La voz irrompible de Anaís Abreu

Omar Vázquez
omar.vc@granma.cip.cu

Foto: Raúl LópezEl concierto de Anaís Abreu permitió acercarnos a una vocalista en su plenitud, enérgica y lírica según el caso, que defiende la música con convicción. Se dio el gusto de interpretar "números que siempre quise cantar y otros habituales en mi repertorio", con los que el público asistente al Teatro Astral se vio generosamente recompensado.

Fue un concierto diferente, intenso y extremadamente atractivo desde el comienzo, en que no dejó de sorprender al incursionar en el folclor, con Osaín, un "canto a nuestros ancestros". Transitó por la trova precursora, con Tardes grises, de Sindo; El madrugador, de José Ramón Sánchez; Siempre que te miro, de Pedro Vega, coqueteó con el jazz; y se apropió de la creación más actual con Rabo de nube, de Silvio Rodríguez; y Alma, del excelente guitarrista Jesús Cruz, que dio título al último disco de una artista que revivió en la jornada obras como Niebla del riachuelo y la infaltable Nostalgia (la proyectó nacionalmente cuando triunfó en el programa de televisión Todo el mundo canta); y Chega de saudade, de Tom Jobim.

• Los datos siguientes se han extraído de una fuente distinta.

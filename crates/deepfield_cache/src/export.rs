//! Map export and import.
//!
//! The JSON shape is an array of chunks:
//!
//! ```text
//! [{ "footprint": { "bottomLeft": { "x": 0, "y": 0 }, "sideLength": 16 },
//!    "locations": [{ "coords": { "x": 3, "y": 9 }, "id": "0x…", "perlin": 12 }] }]
//! ```
//!
//! Import re-submits every chunk, so importing is idempotent and merges with
//! whatever is already known.

use deepfield_shared::Chunk;
use serde_json::Value;
use tracing::{info, warn};

use crate::cache::{SpatialChunkCache, SubmitOutcome};
use crate::error::{CacheError, CacheResult};

/// What an import did.
#[derive(Clone, Copy, Debug, Default, PartialEq, Eq)]
pub struct ImportReport {
    /// Chunks that added new coverage.
    pub imported: usize,
    /// Chunks already covered.
    pub duplicates: usize,
    /// Records that failed to parse or validate.
    pub invalid: usize,
}

impl SpatialChunkCache {
    /// Every chunk, sorted by side length then corner.
    #[must_use]
    pub fn export(&self) -> Vec<Chunk> {
        let mut chunks: Vec<Chunk> = self.chunks().cloned().collect();
        chunks.sort_by_key(|c| {
            (
                c.footprint.side_length,
                c.footprint.bottom_left.x,
                c.footprint.bottom_left.y,
            )
        });
        chunks
    }

    /// [`Self::export`] as JSON.
    ///
    /// # Errors
    ///
    /// Returns [`CacheError::Serialization`] if encoding fails.
    pub fn export_json(&self) -> CacheResult<String> {
        serde_json::to_string(&self.export()).map_err(|e| CacheError::Serialization(e.to_string()))
    }

    /// Submits every chunk in `json`. Malformed or invalid records are
    /// counted and skipped.
    ///
    /// # Errors
    ///
    /// Returns [`CacheError::Serialization`] if `json` is not an array.
    pub fn import_json(&mut self, json: &str) -> CacheResult<ImportReport> {
        let records: Vec<Value> =
            serde_json::from_str(json).map_err(|e| CacheError::Serialization(e.to_string()))?;

        let mut report = ImportReport::default();
        for (index, record) in records.into_iter().enumerate() {
            let chunk: Chunk = match serde_json::from_value(record) {
                Ok(chunk) => chunk,
                Err(err) => {
                    warn!(index, %err, "skipping malformed chunk record");
                    report.invalid += 1;
                    continue;
                }
            };
            match self.submit(chunk) {
                Ok(SubmitOutcome::AlreadyMined) => report.duplicates += 1,
                Ok(SubmitOutcome::Inserted { .. }) => report.imported += 1,
                Err(err) => {
                    warn!(index, %err, "skipping invalid chunk record");
                    report.invalid += 1;
                }
            }
        }

        info!(
            imported = report.imported,
            duplicates = report.duplicates,
            invalid = report.invalid,
            "map import finished"
        );
        Ok(report)
    }
}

La Abreu también se sirvió de La camagüeyana, de Ignacio Cervantes, y que cantó su hija María, para recordar a su terruño natal; y tuvo un invitado especial en Sergio Farías.

La irrompible voz de Anaís contó con el respaldo de la Orquesta Solistas de La Habana, Jorge Reyes (bajo), Efraín Ríos (tresero), y Tony Lazcano (guitarrista) y otros, bajo la dirección de la maestra María Elena Mendiola. Otros dos colaboradores a destacar fueron el orquestador Emilio Vega y el director artístico Jorge Musa.